Friday, May 15, 2009


I let the water run, full force, from the faucet into the drain, for somebody's pleasure down below. Noises coming from far away, I decided then, the ones that have nothing to do with your own life, can be more important than anything anyone says in your own ear.

(from Janet Kauffman's The Easter We Lived in Detroit)

Sometimes, the stories, and the shadows of stories, assumed their own shapes and lay like giants, almost close enough to touch. If Joe stayed out all night, that would be news, too, a turn of events, connected with other events elsewhere, entwined, like the soft, continuous organs of living things, warm for a long while even out of the body, collected in bowls.

(from Janet Kauffman's News)

Tuesday, May 12, 2009

This Couple

Now is when we love to sit before mirrors
with a dark beer or hand out leaflets
at chain-link gates or come together after work
listening to each other's hard day. The engine dies,
no one hurried to go in. We might
walk around in the yard not making a plan.
The freeway is heard but there's no stopping
progress, and the week has barely begun. Then
we are dressed. It rains. Our heads rest
against the elevator wall inhaling a stranger;
we think of cliffs we went off
with our laughing friends. The faces
we put our lips to. Our wonderful sex
under whatever we wear. And of the car
burning on the side of the highway. Jukeboxes
we fed. Quarters circulating with our prints.
Things we sent away for. Long drives. The rain. Cafes
where we ate late and once only. Eyes of an animal
in the headlamps. The guestbooks that verify
our whereabouts. Your apple core in the ashtray.
The pay toilets where we sat without paper. Rain.
Articles left with ex-lovers. The famous
ravine of childhood. Movie lines we've stood in
when it really came down. Moments
we have felt forsaken waiting for the others
to step from the wrought-iron compartment,
or passing through some town with the dial
on a Mexican station, wondering for the life of us,
where are we going and when we would meet.

C.D. Wright

Thursday, May 7, 2009

It certainly sounds like a squirrel is stuck in my wall. Or ceiling. That, or the masons refacing my building are dragging a delicate pick across the bricks. Actually, no: I am decided that it is a squirrel.

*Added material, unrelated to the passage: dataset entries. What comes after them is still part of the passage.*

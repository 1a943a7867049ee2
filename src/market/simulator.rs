use crate::market::random::{RandomSource, SharedRandom};
use crate::market::store::MarketStore;
use crate::market::types::{Asset, AssetPatch, SimulatorConfig, SPARKLINE_LEN};
use std::sync::atomic::{AtomicU64, Ordering};
use std::sync::{Arc, Weak};
use std::time::Duration;
use tokio::task::JoinHandle;
use tokio::time::{Instant, MissedTickBehavior};
use tokio_util::sync::CancellationToken;
use tracing::{debug, info, trace};

const PRICE_DRIFT: f64 = 0.005;
const CHANGE_DRIFT_POINTS: f64 = 0.2;
const VOLUME_DRIFT: f64 = 0.01;

pub fn compute_tick_patches(assets: &[Asset], rng: &mut dyn RandomSource) -> Vec<AssetPatch> {
    assets
        .iter()
        .map(|asset| {
            let price = asset.current_price * (1.0 + rng.uniform(-PRICE_DRIFT, PRICE_DRIFT));
            let change_1h =
                asset.price_change_pct_1h + rng.uniform(-CHANGE_DRIFT_POINTS, CHANGE_DRIFT_POINTS);
            let change_24h = asset.price_change_pct_24h
                + rng.uniform(-CHANGE_DRIFT_POINTS, CHANGE_DRIFT_POINTS);
            let change_7d =
                asset.price_change_pct_7d + rng.uniform(-CHANGE_DRIFT_POINTS, CHANGE_DRIFT_POINTS);
            let volume = asset.total_volume_24h * (1.0 + rng.uniform(-VOLUME_DRIFT, VOLUME_DRIFT));

            let sparkline_7d = (asset.sparkline_7d.len() == SPARKLINE_LEN).then(|| {
                let mut window = Vec::with_capacity(SPARKLINE_LEN);
                window.extend_from_slice(&asset.sparkline_7d[1..]);
                window.push(price);
                window
            });

            AssetPatch {
                current_price: Some(price),
                price_change_pct_1h: Some(change_1h),
                price_change_pct_24h: Some(change_24h),
                price_change_pct_7d: Some(change_7d),
                total_volume_24h: Some(volume),
                sparkline_7d,
                ..AssetPatch::new(asset.id.clone())
            }
        })
        .collect()
}

pub struct SimulatorHandle {
    config: SimulatorConfig,
    cancellation_token: CancellationToken,
    join_handle: Option<JoinHandle<()>>,
    tick_count: Arc<AtomicU64>,
}

impl SimulatorHandle {
    pub fn config(&self) -> SimulatorConfig {
        self.config
    }

    pub fn cancel(&self) {
        self.cancellation_token.cancel();
    }

    pub fn is_running(&self) -> bool {
        !self.cancellation_token.is_cancelled()
            && self
                .join_handle
                .as_ref()
                .is_some_and(|handle| !handle.is_finished())
    }

    pub fn tick_count(&self) -> u64 {
        self.tick_count.load(Ordering::Relaxed)
    }

    pub async fn stop(mut self) {
        self.cancellation_token.cancel();
        if let Some(join_handle) = self.join_handle.take() {
            let _ = join_handle.await;
        }
    }
}

impl Drop for SimulatorHandle {
    fn drop(&mut self) {
        self.cancellation_token.cancel();
    }
}

pub fn start_simulator(
    store: &Arc<MarketStore>,
    config: SimulatorConfig,
    rng: SharedRandom,
) -> SimulatorHandle {
    let cancellation_token = CancellationToken::new();
    let tick_count = Arc::new(AtomicU64::new(0));

    let join_handle = tokio::spawn(run_simulator(
        Arc::downgrade(store),
        config,
        rng,
        cancellation_token.clone(),
        Arc::clone(&tick_count),
    ));

    SimulatorHandle {
        config,
        cancellation_token,
        join_handle: Some(join_handle),
        tick_count,
    }
}

async fn run_simulator(
    store: Weak<MarketStore>,
    config: SimulatorConfig,
    rng: SharedRandom,
    cancel_token: CancellationToken,
    tick_count: Arc<AtomicU64>,
) {
    let period = Duration::from_millis(config.interval_ms.max(1));
    let mut ticker = tokio::time::interval_at(Instant::now() + period, period);
    ticker.set_missed_tick_behavior(MissedTickBehavior::Skip);
    info!(interval_ms = config.interval_ms, "live update simulator started");

    loop {
        tokio::select! {
            _ = cancel_token.cancelled() => break,
            _ = ticker.tick() => {
                let Some(store) = store.upgrade() else {
                    debug!("market store dropped, ending simulator");
                    break;
                };
                let applied = store.patch_with(|assets| {
                    let mut rng = rng.lock();
                    compute_tick_patches(assets, &mut *rng)
                });
                let tick = tick_count.fetch_add(1, Ordering::Relaxed) + 1;
                trace!(tick, asset_count = applied, "applied simulated tick");
            }
        }
    }

    info!(
        ticks = tick_count.load(Ordering::Relaxed),
        "live update simulator stopped"
    );
}
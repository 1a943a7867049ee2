use tracing_subscriber::EnvFilter;

const DEFAULT_LOG_FILTER: &str = "info";

/// Installs the global fmt subscriber. `RUST_LOG` overrides the default `info` filter.
/// Later calls are no-ops.
pub fn init_tracing() {
    let _ = tracing_subscriber::fmt()
        .with_env_filter(
            EnvFilter::try_from_default_env().unwrap_or_else(|_| EnvFilter::new(DEFAULT_LOG_FILTER)),
        )
        .with_target(false)
        .try_init();
}

#[cfg(test)]
mod tests {
    use super::*;

    #[test]
    fn repeated_initialization_is_harmless() {
        init_tracing();
        init_tracing();
        tracing::info!("tracing initialized twice");
    }
}
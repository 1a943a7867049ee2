use parking_lot::Mutex;
use rand::rngs::StdRng;
use rand::{Rng, SeedableRng};
use std::sync::Arc;

pub trait RandomSource: Send {
    fn next_unit(&mut self) -> f64;

    fn uniform(&mut self, low: f64, high: f64) -> f64 {
        low + (high - low) * self.next_unit()
    }
}

pub type SharedRandom = Arc<Mutex<dyn RandomSource>>;

pub fn shared<R: RandomSource + 'static>(source: R) -> SharedRandom {
    Arc::new(Mutex::new(source))
}

pub struct ThreadRandom {
    rng: StdRng,
}

impl ThreadRandom {
    pub fn from_entropy() -> Self {
        Self {
            rng: StdRng::from_entropy(),
        }
    }

    pub fn seeded(seed: u64) -> Self {
        Self {
            rng: StdRng::seed_from_u64(seed),
        }
    }
}

impl RandomSource for ThreadRandom {
    fn next_unit(&mut self) -> f64 {
        self.rng.gen::<f64>()
    }
}

#[derive(Debug, Clone)]
pub struct SequenceRandom {
    values: Vec<f64>,
    cursor: usize,
}

impl SequenceRandom {
    pub fn new(values: Vec<f64>) -> Self {
        let values = if values.is_empty() { vec![0.5] } else { values };
        Self { values, cursor: 0 }
    }

    pub fn constant(value: f64) -> Self {
        Self::new(vec![value])
    }
}

impl RandomSource for SequenceRandom {
    fn next_unit(&mut self) -> f64 {
        let value = self.values[self.cursor % self.values.len()];
        self.cursor = (self.cursor + 1) % self.values.len();
        value.clamp(0.0, 1.0)
    }
}

#[cfg(test)]
mod tests {
    use super::*;

    #[test]
    fn sequence_wraps_around() {
        let mut source = SequenceRandom::new(vec![0.1, 0.9]);
        assert_eq!(source.next_unit(), 0.1);
        assert_eq!(source.next_unit(), 0.9);
        assert_eq!(source.next_unit(), 0.1);
    }

    #[test]
    fn uniform_maps_unit_interval_onto_range() {
        let mut source = SequenceRandom::new(vec![0.0, 0.5, 0.25]);
        assert_eq!(source.uniform(-1.0, 1.0), -1.0);
        assert_eq!(source.uniform(-1.0, 1.0), 0.0);
        assert_eq!(source.uniform(0.0, 8.0), 2.0);
    }

    #[test]
    fn seeded_thread_random_is_reproducible() {
        let mut first = ThreadRandom::seeded(7);
        let mut second = ThreadRandom::seeded(7);
        for _ in 0..16 {
            let value = first.next_unit();
            assert!((0.0..1.0).contains(&value));
            assert_eq!(value, second.next_unit());
        }
    }
}
pub mod app_info;
pub mod health;
pub mod live_updates;
pub mod markets;
pub mod watchlist;
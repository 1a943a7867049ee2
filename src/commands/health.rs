use crate::{error::AppError, state::AppState};
use serde::Serialize;
use sqlx::SqlitePool;
use std::time::Instant;

#[derive(Debug, Serialize)]
#[serde(rename_all = "camelCase")]
pub struct HealthResponse {
    pub status: &'static str,
    pub uptime_ms: u128,
    pub db: &'static str,
    pub asset_count: usize,
    pub live_updates_running: bool,
}

pub async fn build_health_response(
    started_at: Instant,
    pool: &SqlitePool,
    asset_count: usize,
    live_updates_running: bool,
) -> HealthResponse {
    let db_status = match sqlx::query_scalar::<_, i64>("SELECT 1")
        .fetch_one(pool)
        .await
    {
        Ok(_) => "ok",
        Err(_) => "error",
    };

    HealthResponse {
        status: "ok",
        uptime_ms: started_at.elapsed().as_millis(),
        db: db_status,
        asset_count,
        live_updates_running,
    }
}

pub async fn health(state: &AppState) -> Result<HealthResponse, AppError> {
    let live_updates_running = state
        .simulator
        .lock()
        .await
        .as_ref()
        .is_some_and(|handle| handle.is_running());

    Ok(build_health_response(
        state.started_at,
        &state.db_pool,
        state.market_store.len(),
        live_updates_running,
    )
    .await)
}
use crate::error::AppError;
use crate::market::store::{search_assets, MarketStore, TableSort};
use crate::market::types::{
    Asset, AssetDetail, ChartTimeframe, FilterArgs, FilterConfig, GlobalStats, MarketChartSeries,
    Sourced,
};
use crate::state::AppState;
use serde::{Deserialize, Serialize};
use tracing::info;

#[derive(Debug, Clone, Serialize, PartialEq)]
#[serde(rename_all = "camelCase")]
pub struct LoadMarketsResult {
    pub asset_count: usize,
    pub is_synthetic: bool,
    pub notice: Option<&'static str>,
}

struct LoadingGuard<'a> {
    store: &'a MarketStore,
}

impl<'a> LoadingGuard<'a> {
    fn begin(store: &'a MarketStore) -> Self {
        store.set_loading(true);
        Self { store }
    }
}

impl Drop for LoadingGuard<'_> {
    fn drop(&mut self) {
        self.store.set_loading(false);
    }
}

pub async fn load_markets(state: &AppState) -> Result<LoadMarketsResult, AppError> {
    let (asset_count, is_synthetic, notice) = {
        let _loading = LoadingGuard::begin(&state.market_store);
        let sourced = state.market_api.asset_list().await;
        let summary = (sourced.data.len(), sourced.is_synthetic, sourced.notice());
        state.market_store.replace_all(sourced.data);
        summary
    };
    info!(asset_count, is_synthetic, "market table loaded");

    Ok(LoadMarketsResult {
        asset_count,
        is_synthetic,
        notice,
    })
}

pub async fn apply_filters(state: &AppState, args: FilterArgs) -> Result<FilterConfig, AppError> {
    let filters = args.normalize()?;
    state.market_store.set_filters(filters.clone());
    Ok(filters)
}

#[derive(Debug, Clone, Serialize, Deserialize, Default)]
#[serde(rename_all = "camelCase")]
pub struct VisibleAssetsArgs {
    pub search: Option<String>,
    pub table_sort: Option<TableSort>,
}

pub async fn visible_assets(
    state: &AppState,
    args: VisibleAssetsArgs,
) -> Result<Vec<Asset>, AppError> {
    let visible = state.market_store.select_visible_sorted();
    let mut visible = match args.search {
        Some(term) => search_assets(visible, &term),
        None => visible,
    };
    if let Some(table_sort) = args.table_sort {
        table_sort.apply(&mut visible);
    }
    Ok(visible)
}

pub async fn asset_detail(state: &AppState, id: String) -> Result<Sourced<AssetDetail>, AppError> {
    let id = validate_asset_id(&id)?;
    Ok(state.market_api.asset_detail(id).await)
}

pub async fn asset_chart(
    state: &AppState,
    id: String,
    timeframe: Option<ChartTimeframe>,
) -> Result<Sourced<MarketChartSeries>, AppError> {
    let id = validate_asset_id(&id)?;
    let timeframe = timeframe.unwrap_or(ChartTimeframe::D7);
    Ok(state.market_api.market_chart(id, timeframe).await)
}

pub async fn global_stats(state: &AppState) -> Result<Sourced<GlobalStats>, AppError> {
    Ok(state.market_api.global_stats().await)
}

pub(crate) fn validate_asset_id(id: &str) -> Result<&str, AppError> {
    let id = id.trim();
    if id.is_empty() {
        return Err(AppError::InvalidArgument(
            "asset id must not be empty".to_string(),
        ));
    }
    if id.chars().all(|ch| ch == '.') {
        return Err(AppError::InvalidArgument(format!(
            "asset id '{id}' is not a valid path segment"
        )));
    }
    if !id
        .chars()
        .all(|ch| ch.is_ascii_alphanumeric() || ch == '-' || ch == '_' || ch == '.')
    {
        return Err(AppError::InvalidArgument(format!(
            "asset id '{id}' contains unsupported characters"
        )));
    }
    Ok(id)
}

Montreal was excellent! I'd forgotten what it's like to be in a city (a real city), and I did all those things that are impossibilities in rural suburbia: rode the Metro, had leisurely meals in sidewalk cafes, perused the erotic cinemas, and so on. Yes, erotic cinemas and peep shows are everywhere in Montreal, as is coleslaw. Go figure. I ate more coleslaw this weekend than I have during the past two summers, or three.

Returning to Massachusetts, we stopped for lunch in Burlington at a place called Henry's Diner. This was a late lunch - 3:30 or so - and the place was packed with students in sweatpants, hoodies, and flip flops. They ordered breakfast foods with great enthusiasm, and I thought, "Weird! It's like, mid-afternoon." Then it hit me: Sunday mid-afternoons = hangover time! I could not quite believe that I'd forgotten those college Sundays when I stayed in bed until 1:00, and then got up only to purchase a Dasani, a diet ginger ale, and a Powerade from the machines in the basement, but I remembered fast. And chuckled.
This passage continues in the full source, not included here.